● What is required
Give the count of lines in the records below that contain "single", and say nothing more.

(Extracted data entries)
***
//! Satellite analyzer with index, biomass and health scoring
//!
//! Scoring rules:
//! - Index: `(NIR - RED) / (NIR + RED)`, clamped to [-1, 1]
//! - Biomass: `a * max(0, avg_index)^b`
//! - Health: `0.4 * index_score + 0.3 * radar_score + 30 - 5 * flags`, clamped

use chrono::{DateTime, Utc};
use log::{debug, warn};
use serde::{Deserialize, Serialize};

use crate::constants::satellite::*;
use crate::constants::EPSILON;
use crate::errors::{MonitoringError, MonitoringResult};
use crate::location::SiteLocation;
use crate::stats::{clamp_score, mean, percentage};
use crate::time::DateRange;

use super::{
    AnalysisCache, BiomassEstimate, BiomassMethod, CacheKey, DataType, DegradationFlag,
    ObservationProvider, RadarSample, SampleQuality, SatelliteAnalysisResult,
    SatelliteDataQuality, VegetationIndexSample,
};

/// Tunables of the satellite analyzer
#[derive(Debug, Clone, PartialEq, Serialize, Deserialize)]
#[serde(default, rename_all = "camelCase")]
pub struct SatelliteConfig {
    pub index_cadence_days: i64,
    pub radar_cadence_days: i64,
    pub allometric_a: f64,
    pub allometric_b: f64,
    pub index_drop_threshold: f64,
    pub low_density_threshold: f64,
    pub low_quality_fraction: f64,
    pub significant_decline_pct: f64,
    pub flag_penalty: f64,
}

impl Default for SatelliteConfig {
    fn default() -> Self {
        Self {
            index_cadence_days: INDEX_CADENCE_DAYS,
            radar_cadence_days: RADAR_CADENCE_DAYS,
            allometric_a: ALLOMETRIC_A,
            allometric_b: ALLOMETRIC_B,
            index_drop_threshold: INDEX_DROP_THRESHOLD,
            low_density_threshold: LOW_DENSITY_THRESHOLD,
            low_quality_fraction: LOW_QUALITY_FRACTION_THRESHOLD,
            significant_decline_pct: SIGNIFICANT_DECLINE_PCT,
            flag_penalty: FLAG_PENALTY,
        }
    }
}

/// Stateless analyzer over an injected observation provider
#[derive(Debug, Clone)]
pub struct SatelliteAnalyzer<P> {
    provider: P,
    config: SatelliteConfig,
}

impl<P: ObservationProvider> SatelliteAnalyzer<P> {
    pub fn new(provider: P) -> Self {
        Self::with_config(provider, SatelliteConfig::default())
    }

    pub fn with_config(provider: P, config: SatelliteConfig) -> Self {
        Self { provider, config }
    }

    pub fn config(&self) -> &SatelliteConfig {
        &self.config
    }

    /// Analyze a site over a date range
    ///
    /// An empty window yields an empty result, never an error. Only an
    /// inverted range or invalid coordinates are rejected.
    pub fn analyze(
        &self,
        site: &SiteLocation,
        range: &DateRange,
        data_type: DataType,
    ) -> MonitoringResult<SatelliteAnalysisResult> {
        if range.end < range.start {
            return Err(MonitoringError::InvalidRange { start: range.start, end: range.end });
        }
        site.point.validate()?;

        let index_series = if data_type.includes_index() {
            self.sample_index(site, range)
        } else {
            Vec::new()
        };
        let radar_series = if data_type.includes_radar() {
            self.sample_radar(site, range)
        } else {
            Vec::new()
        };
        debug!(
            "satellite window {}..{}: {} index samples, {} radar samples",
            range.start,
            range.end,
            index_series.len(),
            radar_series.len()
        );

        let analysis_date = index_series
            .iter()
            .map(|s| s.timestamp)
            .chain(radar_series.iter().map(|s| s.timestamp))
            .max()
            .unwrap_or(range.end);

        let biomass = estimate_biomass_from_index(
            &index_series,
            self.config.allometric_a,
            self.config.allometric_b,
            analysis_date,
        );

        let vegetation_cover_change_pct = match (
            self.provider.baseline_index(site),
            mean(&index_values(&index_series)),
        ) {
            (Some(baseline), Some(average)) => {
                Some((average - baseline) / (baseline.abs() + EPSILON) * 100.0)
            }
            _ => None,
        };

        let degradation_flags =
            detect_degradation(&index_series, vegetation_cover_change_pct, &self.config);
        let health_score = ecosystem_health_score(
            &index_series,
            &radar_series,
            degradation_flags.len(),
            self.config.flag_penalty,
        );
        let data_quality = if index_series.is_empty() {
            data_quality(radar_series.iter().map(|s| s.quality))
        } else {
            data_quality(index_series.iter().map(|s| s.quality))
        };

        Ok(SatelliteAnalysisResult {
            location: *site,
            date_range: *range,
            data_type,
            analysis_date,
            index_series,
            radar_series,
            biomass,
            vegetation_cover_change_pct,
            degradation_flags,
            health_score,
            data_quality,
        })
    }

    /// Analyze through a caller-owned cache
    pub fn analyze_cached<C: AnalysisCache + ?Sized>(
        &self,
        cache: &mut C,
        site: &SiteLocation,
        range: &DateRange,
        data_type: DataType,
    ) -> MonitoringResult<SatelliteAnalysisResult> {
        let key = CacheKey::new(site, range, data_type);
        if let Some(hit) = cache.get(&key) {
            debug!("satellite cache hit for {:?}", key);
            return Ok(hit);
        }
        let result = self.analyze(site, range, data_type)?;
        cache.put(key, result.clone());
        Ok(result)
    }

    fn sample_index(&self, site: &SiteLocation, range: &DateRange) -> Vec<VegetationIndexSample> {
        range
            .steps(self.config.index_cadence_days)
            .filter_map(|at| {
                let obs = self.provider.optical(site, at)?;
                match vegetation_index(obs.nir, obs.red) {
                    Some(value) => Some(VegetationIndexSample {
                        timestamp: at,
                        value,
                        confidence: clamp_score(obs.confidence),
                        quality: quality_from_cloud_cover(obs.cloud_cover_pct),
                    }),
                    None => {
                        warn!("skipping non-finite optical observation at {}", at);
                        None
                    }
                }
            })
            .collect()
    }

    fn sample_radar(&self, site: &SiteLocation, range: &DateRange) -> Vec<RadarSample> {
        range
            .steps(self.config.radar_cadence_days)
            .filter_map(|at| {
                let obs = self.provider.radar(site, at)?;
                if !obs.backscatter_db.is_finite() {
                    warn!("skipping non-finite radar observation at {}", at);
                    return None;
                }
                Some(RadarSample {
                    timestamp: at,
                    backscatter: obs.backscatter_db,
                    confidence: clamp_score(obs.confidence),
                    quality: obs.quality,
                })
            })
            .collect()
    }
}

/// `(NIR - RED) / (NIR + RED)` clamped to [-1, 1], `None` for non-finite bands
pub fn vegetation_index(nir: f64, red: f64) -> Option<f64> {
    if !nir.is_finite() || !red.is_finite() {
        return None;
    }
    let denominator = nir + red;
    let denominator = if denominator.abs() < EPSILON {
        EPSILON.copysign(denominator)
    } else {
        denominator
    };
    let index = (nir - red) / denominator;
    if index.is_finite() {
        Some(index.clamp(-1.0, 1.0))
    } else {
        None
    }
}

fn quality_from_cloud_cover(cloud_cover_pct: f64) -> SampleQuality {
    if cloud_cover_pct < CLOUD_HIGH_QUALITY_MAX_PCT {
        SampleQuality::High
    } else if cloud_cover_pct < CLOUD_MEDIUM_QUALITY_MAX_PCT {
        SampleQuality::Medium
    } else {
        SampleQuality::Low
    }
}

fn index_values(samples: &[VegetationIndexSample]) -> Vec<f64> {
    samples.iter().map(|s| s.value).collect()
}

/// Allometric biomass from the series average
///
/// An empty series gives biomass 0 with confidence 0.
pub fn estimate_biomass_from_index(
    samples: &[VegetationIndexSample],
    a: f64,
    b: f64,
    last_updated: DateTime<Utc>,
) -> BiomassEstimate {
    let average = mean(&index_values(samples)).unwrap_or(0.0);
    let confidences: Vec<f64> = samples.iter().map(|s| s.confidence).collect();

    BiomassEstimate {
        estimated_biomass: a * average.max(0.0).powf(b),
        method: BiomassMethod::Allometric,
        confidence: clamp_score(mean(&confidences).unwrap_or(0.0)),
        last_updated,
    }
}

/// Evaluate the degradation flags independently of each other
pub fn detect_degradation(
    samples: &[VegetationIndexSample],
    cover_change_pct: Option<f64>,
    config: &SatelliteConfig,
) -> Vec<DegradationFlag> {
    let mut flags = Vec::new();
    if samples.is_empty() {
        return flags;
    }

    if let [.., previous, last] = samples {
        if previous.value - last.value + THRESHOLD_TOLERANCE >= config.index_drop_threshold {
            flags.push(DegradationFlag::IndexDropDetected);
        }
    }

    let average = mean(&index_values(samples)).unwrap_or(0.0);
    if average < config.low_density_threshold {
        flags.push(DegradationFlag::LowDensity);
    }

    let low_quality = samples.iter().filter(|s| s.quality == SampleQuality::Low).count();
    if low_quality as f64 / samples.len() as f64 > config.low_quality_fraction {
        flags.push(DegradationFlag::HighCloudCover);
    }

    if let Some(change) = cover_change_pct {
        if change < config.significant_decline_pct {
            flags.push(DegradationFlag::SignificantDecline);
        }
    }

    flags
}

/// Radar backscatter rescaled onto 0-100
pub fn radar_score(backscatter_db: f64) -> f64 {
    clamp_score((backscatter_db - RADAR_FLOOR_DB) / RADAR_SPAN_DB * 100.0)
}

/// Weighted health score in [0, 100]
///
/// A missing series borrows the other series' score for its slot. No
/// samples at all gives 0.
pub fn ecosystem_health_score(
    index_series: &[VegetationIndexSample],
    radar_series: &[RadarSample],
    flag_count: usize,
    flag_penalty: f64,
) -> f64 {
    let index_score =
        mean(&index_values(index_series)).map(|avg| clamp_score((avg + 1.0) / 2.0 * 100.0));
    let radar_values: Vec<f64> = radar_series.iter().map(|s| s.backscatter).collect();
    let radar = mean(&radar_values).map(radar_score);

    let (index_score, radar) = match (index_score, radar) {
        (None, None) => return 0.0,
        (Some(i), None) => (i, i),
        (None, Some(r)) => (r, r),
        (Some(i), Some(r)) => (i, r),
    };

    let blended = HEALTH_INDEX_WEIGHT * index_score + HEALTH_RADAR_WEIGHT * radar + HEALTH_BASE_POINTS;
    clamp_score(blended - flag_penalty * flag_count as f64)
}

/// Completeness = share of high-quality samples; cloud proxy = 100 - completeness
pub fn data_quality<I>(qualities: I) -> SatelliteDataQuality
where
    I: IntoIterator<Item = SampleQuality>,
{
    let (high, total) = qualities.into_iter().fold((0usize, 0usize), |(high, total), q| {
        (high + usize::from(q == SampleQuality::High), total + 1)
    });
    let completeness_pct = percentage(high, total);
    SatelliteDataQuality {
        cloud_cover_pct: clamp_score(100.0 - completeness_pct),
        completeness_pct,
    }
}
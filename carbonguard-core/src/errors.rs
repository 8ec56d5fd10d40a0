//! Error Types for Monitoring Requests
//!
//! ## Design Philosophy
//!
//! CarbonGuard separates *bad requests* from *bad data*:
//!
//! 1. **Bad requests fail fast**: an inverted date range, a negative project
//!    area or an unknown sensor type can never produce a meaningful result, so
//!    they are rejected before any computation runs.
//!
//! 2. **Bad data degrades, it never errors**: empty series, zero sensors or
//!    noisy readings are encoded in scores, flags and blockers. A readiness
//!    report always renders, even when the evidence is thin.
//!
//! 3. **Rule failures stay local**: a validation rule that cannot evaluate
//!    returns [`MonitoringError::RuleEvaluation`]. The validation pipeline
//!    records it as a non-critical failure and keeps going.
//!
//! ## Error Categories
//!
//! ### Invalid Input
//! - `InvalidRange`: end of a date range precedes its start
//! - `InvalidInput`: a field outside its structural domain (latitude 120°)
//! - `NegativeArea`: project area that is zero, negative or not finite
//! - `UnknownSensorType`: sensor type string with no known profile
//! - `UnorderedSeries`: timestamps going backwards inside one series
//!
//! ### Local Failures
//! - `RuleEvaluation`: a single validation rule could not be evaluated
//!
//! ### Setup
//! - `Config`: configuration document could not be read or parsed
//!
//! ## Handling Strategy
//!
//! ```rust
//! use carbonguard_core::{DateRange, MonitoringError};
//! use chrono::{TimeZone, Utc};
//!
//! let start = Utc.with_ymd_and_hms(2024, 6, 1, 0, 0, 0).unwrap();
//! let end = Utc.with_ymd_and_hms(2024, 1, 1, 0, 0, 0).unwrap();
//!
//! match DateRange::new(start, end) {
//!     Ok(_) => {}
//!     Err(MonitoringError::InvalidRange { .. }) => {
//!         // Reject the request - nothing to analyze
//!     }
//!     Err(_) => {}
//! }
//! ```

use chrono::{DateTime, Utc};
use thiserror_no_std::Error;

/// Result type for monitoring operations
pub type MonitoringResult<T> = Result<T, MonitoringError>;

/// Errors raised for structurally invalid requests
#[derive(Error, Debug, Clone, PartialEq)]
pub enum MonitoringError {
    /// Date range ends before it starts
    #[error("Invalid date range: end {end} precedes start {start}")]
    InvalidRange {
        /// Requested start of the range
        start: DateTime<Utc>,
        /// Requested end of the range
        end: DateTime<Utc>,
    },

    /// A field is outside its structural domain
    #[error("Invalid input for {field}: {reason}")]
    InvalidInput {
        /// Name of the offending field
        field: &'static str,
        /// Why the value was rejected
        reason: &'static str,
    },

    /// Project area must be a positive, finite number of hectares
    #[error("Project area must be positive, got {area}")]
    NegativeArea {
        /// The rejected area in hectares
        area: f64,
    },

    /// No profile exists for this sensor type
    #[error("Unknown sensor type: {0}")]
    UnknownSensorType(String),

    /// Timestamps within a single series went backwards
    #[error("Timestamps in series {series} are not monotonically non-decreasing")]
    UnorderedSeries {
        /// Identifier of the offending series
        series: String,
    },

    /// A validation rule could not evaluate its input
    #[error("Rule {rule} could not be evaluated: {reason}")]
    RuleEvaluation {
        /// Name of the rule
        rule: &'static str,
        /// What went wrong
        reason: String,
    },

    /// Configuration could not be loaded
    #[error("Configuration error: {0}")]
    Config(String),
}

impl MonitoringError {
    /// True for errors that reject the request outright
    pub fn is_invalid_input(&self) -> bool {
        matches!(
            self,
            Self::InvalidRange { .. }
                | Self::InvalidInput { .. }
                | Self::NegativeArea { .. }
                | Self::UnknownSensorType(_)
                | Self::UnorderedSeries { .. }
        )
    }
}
***
● Exercise output
2